I thought about that evening walk again on Saturday. In Manhattan, we are surrounded by sound and noise: trucks, planes, emergency vehicles, hip-hop music wafting through car windows. It is never quiet and with noise comes movement, as it weaves in and out of our hearing. On Saturday, the city was silent.

Then, as the day progressed and the wind and heavy snow did make it impossible to go for a walk, I began to think about time. What day was this? All semblances of a routine were gone. One couldn’t go to the gym, to the dry-cleaners, pick up the newspaper or even visit friends. It was unlike every other day. The time was ours alone. What one chose to do was something one might not ever do on a Saturday. Read all day. Watch all of David Bowie’s movies and weep about his recent death. Clean a closet that has been neglected for years. We were given hours that were just for us. It wasn’t a Wednesday, a Friday or a Saturday. It was just a pocket of time in a silent white city. “Father said clocks slay time. He said time is dead as long as it is being clicked off by little wheels: only when the clock stops does time come to life.” (William Faulkner, The Sound and the Fury)

Perhaps I had these thoughts as I have been reading When Breath Becomes Air by the late Paul Kalanithi, a young, brilliant neurosurgeon who was diagnosed with stage IV lung cancer at age thirty-six years old. How do you think about time when you know you are going to die? And yes, we are all going to die, but we assume it is in years or decades, not months. Dr. Kalanithi offers us insights about what it is to live knowing time is limited. It is a beautifully written book that leaves one wanting to read it again.

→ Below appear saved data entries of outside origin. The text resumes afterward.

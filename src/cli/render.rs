//! Terminal output
//!
//! Capability detection, markdown rendering and status lines for the REPL
//! and one-shot commands. Styling is dropped automatically when stdout is
//! not a color-capable terminal.

use std::io;
use std::sync::OnceLock;
use std::time::Duration;

use console::{style, Style, Term};
use indicatif::{ProgressBar, ProgressDrawTarget, ProgressStyle};
use pulldown_cmark::{Event, HeadingLevel, Parser, Tag, TagEnd};
use supports_color::Stream;

use crate::core::explain::{GenerationResult, ValidationReport};

static TERMINAL_CAPS: OnceLock<TerminalCapabilities> = OnceLock::new();

pub fn terminal_caps() -> &'static TerminalCapabilities {
    TERMINAL_CAPS.get_or_init(TerminalCapabilities::detect)
}

// ============================================================================
// Terminal Capability Detection
// ============================================================================

/// What stdout can display
#[derive(Debug, Clone, PartialEq, Eq)]
pub struct TerminalCapabilities {
    /// Any ANSI color at all
    pub color: bool,
    /// 24-bit color, used as a proxy for OSC 8 hyperlink support
    pub truecolor: bool,
    pub unicode: bool,
    pub interactive: bool,
    pub width: u16,
}

impl TerminalCapabilities {
    pub fn detect() -> Self {
        use is_terminal::IsTerminal;

        let support = supports_color::on(Stream::Stdout);
        let unicode = !env_contains("TERM", "dumb")
            && std::env::var("LANG")
                .map(|lang| lang.to_ascii_lowercase().replace('-', "").contains("utf8"))
                .unwrap_or(true);

        Self {
            color: support.is_some_and(|s| s.has_basic),
            truecolor: support.is_some_and(|s| s.has_16m),
            unicode,
            interactive: io::stdout().is_terminal(),
            width: Term::stdout().size().1,
        }
    }

    /// No color, ASCII only; what pipes and tests get
    pub fn plain() -> Self {
        Self {
            color: false,
            truecolor: false,
            unicode: false,
            interactive: false,
            width: 80,
        }
    }

    pub fn should_colorize(&self) -> bool {
        self.interactive && self.color
    }
}

fn env_contains(var: &str, needle: &str) -> bool {
    std::env::var(var).map(|v| v.contains(needle)).unwrap_or(false)
}

/// Configure miette's fatal-error report to match the terminal.
pub fn install_miette_hook() {
    let caps = terminal_caps();

    miette::set_hook(Box::new(move |_| {
        Box::new(
            miette::MietteHandlerOpts::new()
                .terminal_links(caps.truecolor)
                .unicode(caps.unicode)
                .context_lines(3)
                .tab_width(4)
                .break_words(true)
                .color(caps.should_colorize())
                .build(),
        )
    }))
    .ok(); // Ignore if already set
}

// ============================================================================
// Markdown Rendering
// ============================================================================

/// Render model markdown (headings, bold, lists) as terminal text.
///
/// Styling is decided by `caps` alone, independent of console's global
/// color setting.
pub fn render_markdown(markdown: &str, caps: &TerminalCapabilities) -> String {
    let colorize = caps.should_colorize();
    let bold = Style::new().bold().force_styling(colorize);
    let accent = Style::new().cyan().force_styling(colorize);
    let major = Style::new().cyan().bold().force_styling(colorize);

    let mut output = String::new();
    let mut list_depth: usize = 0;
    let mut ordered_index: Vec<Option<u64>> = Vec::new();
    let mut in_heading = false;
    let mut strong_depth: usize = 0;

    for event in Parser::new(markdown) {
        match event {
            Event::Start(Tag::Heading { level, .. }) => {
                if caps.unicode {
                    let marker = match level {
                        HeadingLevel::H1 | HeadingLevel::H2 => major.apply_to("▌"),
                        _ => accent.apply_to("▸"),
                    };
                    output.push_str(&format!("{} ", marker));
                }
                in_heading = true;
            }
            Event::End(TagEnd::Heading(_)) => {
                in_heading = false;
                output.push_str("\n\n");
            }

            Event::Start(Tag::List(start)) => {
                list_depth += 1;
                ordered_index.push(start);
            }
            Event::End(TagEnd::List(_)) => {
                list_depth = list_depth.saturating_sub(1);
                ordered_index.pop();
                if list_depth == 0 {
                    output.push('\n');
                }
            }
            Event::Start(Tag::Item) => {
                let indent = "  ".repeat(list_depth.saturating_sub(1));
                let bullet = match ordered_index.last_mut() {
                    Some(Some(n)) => {
                        let label = format!("{}.", n);
                        *n += 1;
                        label
                    }
                    _ if caps.unicode => "•".to_string(),
                    _ => "*".to_string(),
                };
                output.push_str(&format!("{}{} ", indent, accent.apply_to(bullet)));
            }
            Event::End(TagEnd::Item) => {
                if !output.ends_with('\n') {
                    output.push('\n');
                }
            }

            Event::Start(Tag::Strong) => strong_depth += 1,
            Event::End(TagEnd::Strong) => strong_depth = strong_depth.saturating_sub(1),

            Event::Text(text) => {
                if in_heading || strong_depth > 0 {
                    output.push_str(&bold.apply_to(&*text).to_string());
                } else {
                    output.push_str(&text);
                }
            }
            Event::Code(code) => {
                output.push_str(&accent.apply_to(format!("`{}`", code)).to_string());
            }

            Event::SoftBreak => output.push(' '),
            Event::HardBreak => output.push('\n'),

            Event::End(TagEnd::Paragraph) => {
                // paragraphs inside list items stay tight
                output.push_str(if list_depth > 0 { "\n" } else { "\n\n" });
            }

            _ => {}
        }
    }

    output.trim_end().to_string()
}

// ============================================================================
// Console Output Utilities
// ============================================================================

/// Print a styled panel with title and content
pub fn print_panel(title: &str, content: &str) {
    let caps = terminal_caps();
    let width = (caps.width as usize).clamp(20, 80);

    let (h, tl, tr, bl, br) = if caps.unicode {
        ("─", "╭", "╮", "╰", "╯")
    } else {
        ("-", "+", "+", "+", "+")
    };

    let title_display = format!(" {} ", title);
    let border_len = width
        .saturating_sub(console::measure_text_width(&title_display))
        .saturating_sub(2)
        .max(1);

    println!(
        "{}{}{}{}",
        style(tl).cyan(),
        style(&title_display).cyan().bold(),
        style(h.repeat(border_len)).cyan(),
        style(tr).cyan()
    );
    for line in content.lines() {
        println!("  {}", line);
    }
    println!(
        "{}{}{}",
        style(bl).cyan(),
        style(h.repeat(width.saturating_sub(2).max(1))).cyan(),
        style(br).cyan()
    );
}

fn prefix(unicode: &'static str, ascii: &'static str) -> &'static str {
    if terminal_caps().unicode {
        unicode
    } else {
        ascii
    }
}

/// Print a success message
pub fn print_success(message: &str) {
    println!("{} {}", style(prefix("✅", "[v]")).green(), style(message).green());
}

/// Print an error message
pub fn print_error(message: &str) {
    println!("{} {}", style(prefix("❌", "[x]")).red(), style(message).red().bold());
}

/// Print a warning message
pub fn print_warning(message: &str) {
    println!(
        "{} {}",
        style(prefix("⚠️", "[!]")).yellow(),
        style(message).yellow().bold()
    );
}

/// Print an info message
pub fn print_info(message: &str) {
    println!("{} {}", style(prefix("ℹ️", "(i)")).blue(), style(message).blue());
}

/// Full terminal presentation of one generation result.
pub fn print_result(result: &GenerationResult) {
    let Some(text) = result.text.as_deref().filter(|_| result.success) else {
        print_error(result.error_message.as_deref().unwrap_or("Unknown error"));
        return;
    };

    let title = match result.level {
        Some(level) => format!("Explanation for a {}", level.label()),
        None => "Explanation".to_string(),
    };
    print_panel(&title, &render_markdown(text, terminal_caps()));

    if let Some(words) = result.word_count {
        print_info(&format!("{} words", words));
    }
    if result.validation_passed {
        print_success("Passed structure validation");
    }
    if let Some(warning) = &result.warning {
        print_warning(warning);
        for deficiency in &result.deficiencies {
            println!("   - {}", deficiency);
        }
    }
}

pub fn print_report(report: &ValidationReport) {
    print_info(&format!(
        "Level {}: {} words (expected {})",
        report.level, report.word_count, report.word_range
    ));
    if report.valid {
        print_success("Response passes validation");
    } else {
        print_warning("Response does not validate");
        for deficiency in &report.deficiencies {
            println!("   - {}", deficiency);
        }
    }
}

// ============================================================================
// Progress
// ============================================================================

/// Spinner shown while waiting on the provider; hidden off-terminal.
pub fn spinner(message: &str) -> ProgressBar {
    let pb = ProgressBar::new_spinner();
    if !terminal_caps().interactive {
        pb.set_draw_target(ProgressDrawTarget::hidden());
    }
    if let Ok(style) = ProgressStyle::default_spinner()
        .tick_strings(&["⠋", "⠙", "⠹", "⠸", "⠼", "⠴", "⠦", "⠧", "⠇", "⠏", "✓"])
        .template("{spinner:.cyan} {msg}")
    {
        pb.set_style(style);
    }
    pb.set_message(message.to_string());
    pb.enable_steady_tick(Duration::from_millis(100));
    pb
}

#[cfg(test)]
mod tests {
    use super::*;

    #[test]
    fn test_terminal_caps_detection() {
        let caps = TerminalCapabilities::detect();
        assert!(caps.width > 0);
        assert!(!caps.truecolor || caps.color);
    }

    #[test]
    fn test_plain_caps_never_colorize() {
        assert!(!TerminalCapabilities::plain().should_colorize());
    }

    #[test]
    fn test_render_markdown_plain() {
        let markdown = "## 🎯 For Kids\n\nA robot is a **helper**.\n\n- one\n- two\n";
        let rendered = render_markdown(markdown, &TerminalCapabilities::plain());

        assert!(rendered.contains("🎯 For Kids"));
        assert!(rendered.contains("A robot is a helper."));
        assert!(rendered.contains("* one\n* two"));
        assert!(!rendered.contains("**"));
        assert!(!rendered.contains('\u{1b}'));
    }

    #[test]
    fn test_heading_stays_bold_after_inline_strong() {
        let caps = TerminalCapabilities {
            color: true,
            truecolor: false,
            unicode: false,
            interactive: true,
            width: 80,
        };
        let bold = Style::new().bold().force_styling(true);

        let rendered = render_markdown("## **Big** idea\n\nplain body\n", &caps);

        assert!(rendered.contains(&bold.apply_to("Big").to_string()));
        assert!(rendered.contains(&bold.apply_to(" idea").to_string()));
        assert!(rendered.contains("plain body"));
        assert!(!rendered.contains(&bold.apply_to("plain body").to_string()));
    }

    #[test]
    fn test_render_ordered_list() {
        let rendered = render_markdown("1. first\n2. second\n", &TerminalCapabilities::plain());
        assert!(rendered.contains("1. first"));
        assert!(rendered.contains("2. second"));
    }
}
pub mod explain;
pub mod llm;
pub mod logging;
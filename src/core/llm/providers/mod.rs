//! LLM Provider Implementations
//!
//! Concrete implementations of the `LLMProvider` trait plus the
//! configuration enum used to build one at startup.

mod groq;
mod openai;


pub use groq::{GroqProvider, GROQ_BASE_URL, GROQ_DEFAULT_MODEL};
pub use openai::{OpenAICompatibleProvider, OPENAI_BASE_URL};

use super::{LLMProvider, Result};
use std::sync::Arc;
use std::time::Duration;

/// Configuration for creating providers
#[derive(Debug, Clone, PartialEq, serde::Serialize, serde::Deserialize)]
pub enum ProviderConfig {
    Groq {
        api_key: String,
        model: String,
        base_url: Option<String>,
        timeout: Duration,
    },
    /// Any endpoint speaking the OpenAI chat-completions protocol
    OpenAICompatible {
        api_key: String,
        model: String,
        base_url: String,
        timeout: Duration,
    },
}

impl ProviderConfig {
    /// Create a provider from this configuration
    pub fn create_provider(&self) -> Result<Arc<dyn LLMProvider>> {
        match self {
            ProviderConfig::Groq {
                api_key,
                model,
                base_url,
                timeout,
            } => {
                let base_url = base_url
                    .clone()
                    .unwrap_or_else(|| GROQ_BASE_URL.to_string());
                Ok(Arc::new(GroqProvider::with_base_url(
                    api_key.clone(),
                    model.clone(),
                    base_url,
                    *timeout,
                )?))
            }
            ProviderConfig::OpenAICompatible {
                api_key,
                model,
                base_url,
                timeout,
            } => Ok(Arc::new(OpenAICompatibleProvider::new(
                "openai-compatible",
                "OpenAI-compatible",
                api_key.clone(),
                model.clone(),
                base_url.clone(),
                *timeout,
            )?)),
        }
    }

    /// Get the provider ID for this configuration
    pub fn provider_id(&self) -> &'static str {
        match self {
            ProviderConfig::Groq { .. } => "groq",
            ProviderConfig::OpenAICompatible { .. } => "openai-compatible",
        }
    }

    /// Get the model name for this configuration
    pub fn model_name(&self) -> &str {
        match self {
            ProviderConfig::Groq { model, .. } | ProviderConfig::OpenAICompatible { model, .. } => {
                model
            }
        }
    }
}
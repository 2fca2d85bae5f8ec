//! Request, attempt and result records for one generation call.

use super::level::Level;
use serde::{Deserialize, Serialize};

/// Attached to results that fell back to the least-bad attempt.
pub const BEST_EFFORT_WARNING: &str = "best-effort response: did not fully validate";

/// Input to one `generate` call
#[derive(Debug, Clone, PartialEq, Eq)]
pub struct GenerationRequest {
    pub source_text: String,
    pub level: Level,
    pub validate: bool,
    pub max_retries: u32,
}

impl GenerationRequest {
    pub fn new(source_text: impl Into<String>, level: Level) -> Self {
        Self {
            source_text: source_text.into(),
            level,
            validate: true,
            max_retries: 2,
        }
    }

    pub fn with_validation(mut self, validate: bool) -> Self {
        self.validate = validate;
        self
    }

    pub fn with_max_retries(mut self, max_retries: u32) -> Self {
        self.max_retries = max_retries;
        self
    }
}

/// One provider response that failed validation
#[derive(Debug, Clone, PartialEq, Eq)]
pub struct GenerationAttempt {
    pub response_text: String,
    pub word_count: usize,
    pub deficiencies: Vec<String>,
}

impl GenerationAttempt {
    /// Strictly fewer deficiencies wins; ties keep the incumbent.
    pub fn is_better_than(&self, other: &GenerationAttempt) -> bool {
        self.deficiencies.len() < other.deficiencies.len()
    }
}

/// Why a result carries `success = false`
#[derive(Debug, Clone, Copy, PartialEq, Eq, Serialize, Deserialize)]
pub enum FailureKind {
    /// Unrecognized level or empty text; no provider call was made
    InvalidInput,
    /// Every attempt failed at the provider and nothing usable came back
    ProviderFailure,
}

/// Terminal output of one generation call
#[derive(Debug, Clone, PartialEq, Serialize, Deserialize)]
pub struct GenerationResult {
    pub success: bool,
    pub text: Option<String>,
    /// `None` only when the requested level could not be parsed
    pub level: Option<Level>,
    pub word_count: Option<usize>,
    pub validation_passed: bool,
    pub deficiencies: Vec<String>,
    pub warning: Option<String>,
    pub error_message: Option<String>,
    #[serde(skip)]
    pub failure: Option<FailureKind>,
    /// Provider calls made while producing this result
    pub attempts: u32,
}

impl GenerationResult {
    /// Response accepted without running the validator
    pub fn unvalidated(text: String, word_count: usize, level: Level, attempts: u32) -> Self {
        Self {
            success: true,
            text: Some(text),
            level: Some(level),
            word_count: Some(word_count),
            validation_passed: false,
            deficiencies: Vec::new(),
            warning: None,
            error_message: None,
            failure: None,
            attempts,
        }
    }

    /// Response that passed every check
    pub fn validated(text: String, word_count: usize, level: Level, attempts: u32) -> Self {
        Self {
            validation_passed: true,
            ..Self::unvalidated(text, word_count, level, attempts)
        }
    }

    /// Retries exhausted; return the least-bad attempt with a warning
    pub fn best_effort(attempt: GenerationAttempt, level: Level, attempts: u32) -> Self {
        Self {
            success: true,
            text: Some(attempt.response_text),
            level: Some(level),
            word_count: Some(attempt.word_count),
            validation_passed: false,
            deficiencies: attempt.deficiencies,
            warning: Some(BEST_EFFORT_WARNING.to_string()),
            error_message: None,
            failure: None,
            attempts,
        }
    }

    pub fn invalid_input(level: Option<Level>, message: impl Into<String>) -> Self {
        Self::failed(level, FailureKind::InvalidInput, message.into(), 0)
    }

    pub fn provider_failure(level: Level, message: impl Into<String>, attempts: u32) -> Self {
        Self::failed(Some(level), FailureKind::ProviderFailure, message.into(), attempts)
    }

    fn failed(level: Option<Level>, kind: FailureKind, message: String, attempts: u32) -> Self {
        Self {
            success: false,
            text: None,
            level,
            word_count: None,
            validation_passed: false,
            deficiencies: Vec::new(),
            warning: None,
            error_message: Some(message),
            failure: Some(kind),
            attempts,
        }
    }

    /// Successful, but only as a best-effort fallback
    pub fn is_degraded(&self) -> bool {
        self.success && self.warning.is_some()
    }
}

#[cfg(test)]
mod tests {
    use super::*;

    fn attempt(deficiencies: &[&str]) -> GenerationAttempt {
        GenerationAttempt {
            response_text: "text".to_string(),
            word_count: 1,
            deficiencies: deficiencies.iter().map(|d| d.to_string()).collect(),
        }
    }

    #[test]
    fn test_attempt_ranking_is_strict() {
        let one = attempt(&["a"]);
        let other_one = attempt(&["b"]);
        let two = attempt(&["a", "b"]);

        assert!(one.is_better_than(&two));
        assert!(!two.is_better_than(&one));
        assert!(!other_one.is_better_than(&one));
    }

    #[test]
    fn test_best_effort_sets_warning() {
        let result = GenerationResult::best_effort(attempt(&["Too short"]), Level::Teen, 3);
        assert!(result.success);
        assert!(!result.validation_passed);
        assert_eq!(result.warning.as_deref(), Some(BEST_EFFORT_WARNING));
        assert_eq!(result.deficiencies, vec!["Too short".to_string()]);
        assert!(result.is_degraded());
    }

    #[test]
    fn test_validated_has_no_deficiencies() {
        let result = GenerationResult::validated("ok".to_string(), 1, Level::Child, 1);
        assert!(result.validation_passed);
        assert!(result.deficiencies.is_empty());
        assert!(!result.is_degraded());
    }

    #[test]
    fn test_invalid_input_makes_no_calls() {
        let result = GenerationResult::invalid_input(None, "bad level");
        assert!(!result.success);
        assert_eq!(result.attempts, 0);
        assert_eq!(result.failure, Some(FailureKind::InvalidInput));
        assert!(result.text.is_none());
    }

    #[test]
    fn test_request_builder() {
        let request = GenerationRequest::new("photosynthesis", Level::Teen)
            .with_validation(false)
            .with_max_retries(0);
        assert!(!request.validate);
        assert_eq!(request.max_retries, 0);
    }
}
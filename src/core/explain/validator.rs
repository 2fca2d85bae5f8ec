//! Response validation.
//!
//! Scores a generated explanation against the level's acceptance criteria
//! without contacting the provider. Checks run in a fixed order and each
//! contributes at most one deficiency message:
//! 1. word-count band
//! 2. required section markers
//! 3. expressive-marker count (child level only)

use super::level::Level;
use serde::{Deserialize, Serialize};

/// Inclusive word-count band
#[derive(Debug, Clone, Copy, PartialEq, Eq, Serialize, Deserialize)]
pub struct WordRange {
    pub min: usize,
    pub max: usize,
}

impl WordRange {
    pub const fn new(min: usize, max: usize) -> Self {
        Self { min, max }
    }

    pub fn contains(&self, count: usize) -> bool {
        (self.min..=self.max).contains(&count)
    }
}

impl std::fmt::Display for WordRange {
    fn fmt(&self, f: &mut std::fmt::Formatter<'_>) -> std::fmt::Result {
        write!(f, "{}-{}", self.min, self.max)
    }
}

/// Acceptable length of a response for a level
pub fn word_range(level: Level) -> WordRange {
    match level {
        Level::Child => WordRange::new(120, 180),
        Level::Teen => WordRange::new(230, 300),
        Level::Professional => WordRange::new(320, 420),
    }
}

/// Case-insensitive substrings that must all appear, in report order
pub fn required_sections(level: Level) -> &'static [&'static str] {
    match level {
        Level::Child => &["For Kids", "What Is It", "Types", "Example", "Awesome", "Where"],
        Level::Teen => &[
            "Teen Version",
            "What Is It",
            "Types",
            "Examples",
            "Matters",
            "Tech",
            "Bottom Line",
        ],
        Level::Professional => &[
            "Professional",
            "Summary",
            "Definition",
            "Categories",
            "Applications",
            "Advantages",
            "Technology",
            "Takeaway",
        ],
    }
}

/// Whitespace-separated token count
pub fn word_count(text: &str) -> usize {
    text.split_whitespace().count()
}

/// Heuristic for emoji usage in child-level responses: count characters whose
/// code point lies strictly between the two bounds.
#[derive(Debug, Clone, Copy, PartialEq, Eq, Serialize, Deserialize)]
pub struct ExpressiveMarkerRule {
    pub min_count: usize,
    pub lower_exclusive: u32,
    pub upper_exclusive: u32,
}

impl Default for ExpressiveMarkerRule {
    fn default() -> Self {
        Self {
            min_count: 8,
            lower_exclusive: 127,
            upper_exclusive: 0x1F600,
        }
    }
}

impl ExpressiveMarkerRule {
    pub fn count(&self, text: &str) -> usize {
        text.chars()
            .map(u32::from)
            .filter(|&c| c > self.lower_exclusive && c < self.upper_exclusive)
            .count()
    }
}

/// Diagnostic view of a validation run
#[derive(Debug, Clone, PartialEq, Serialize, Deserialize)]
pub struct ValidationReport {
    pub valid: bool,
    pub word_count: usize,
    pub word_range: WordRange,
    pub deficiencies: Vec<String>,
    pub level: Level,
}

/// Pure scorer for generated responses
#[derive(Debug, Clone, Default)]
pub struct ResponseValidator {
    expressive: ExpressiveMarkerRule,
}

impl ResponseValidator {
    pub fn new() -> Self {
        Self::default()
    }

    pub fn with_expressive_rule(mut self, rule: ExpressiveMarkerRule) -> Self {
        self.expressive = rule;
        self
    }

    pub fn expressive_rule(&self) -> &ExpressiveMarkerRule {
        &self.expressive
    }

    /// Returns `(is_valid, deficiencies)`; valid iff no deficiencies.
    pub fn validate(&self, response: &str, level: Level) -> (bool, Vec<String>) {
        let deficiencies = self.deficiencies(response, level);
        (deficiencies.is_empty(), deficiencies)
    }

    /// Same checks as [`validate`](Self::validate) plus the band used.
    pub fn report(&self, response: &str, level: Level) -> ValidationReport {
        let (valid, deficiencies) = self.validate(response, level);
        ValidationReport {
            valid,
            word_count: word_count(response),
            word_range: word_range(level),
            deficiencies,
            level,
        }
    }

    fn deficiencies(&self, response: &str, level: Level) -> Vec<String> {
        let mut issues = Vec::new();

        let words = word_count(response);
        let range = word_range(level);
        if words < range.min {
            issues.push(format!("Too short: {} words (minimum: {})", words, range.min));
        } else if words > range.max {
            issues.push(format!("Too long: {} words (maximum: {})", words, range.max));
        }

        let haystack = response.to_lowercase();
        let missing: Vec<&str> = required_sections(level)
            .iter()
            .copied()
            .filter(|marker| !haystack.contains(&marker.to_lowercase()))
            .collect();
        if !missing.is_empty() {
            issues.push(format!("Missing sections: {}", missing.join(", ")));
        }

        if level == Level::Child {
            let markers = self.expressive.count(response);
            if markers < self.expressive.min_count {
                issues.push(format!(
                    "Not enough expressive markers: {} (minimum: {})",
                    markers, self.expressive.min_count
                ));
            }
        }

        issues
    }
}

Central Park now has more snow than the ski areas in New Hampshire and Vermont. It would be fun to explore on snowshoes. Sunday, when everyone emerged to enjoy the transformed landscape, it would have been the perfect day for a sled dog derby or a night hiking tour as they do at Gunstock Mountain. Our major storms come once or twice in a decade and there isn’t room to keep skis, boots and snowshoes in the closet, so none of these things can be planned spontaneously.

Time did stop on Saturday and it made me long to spend a real winter in New Hampshire, where there are many silent nights, white landscapes and opportunities in which to go clomping in the snow.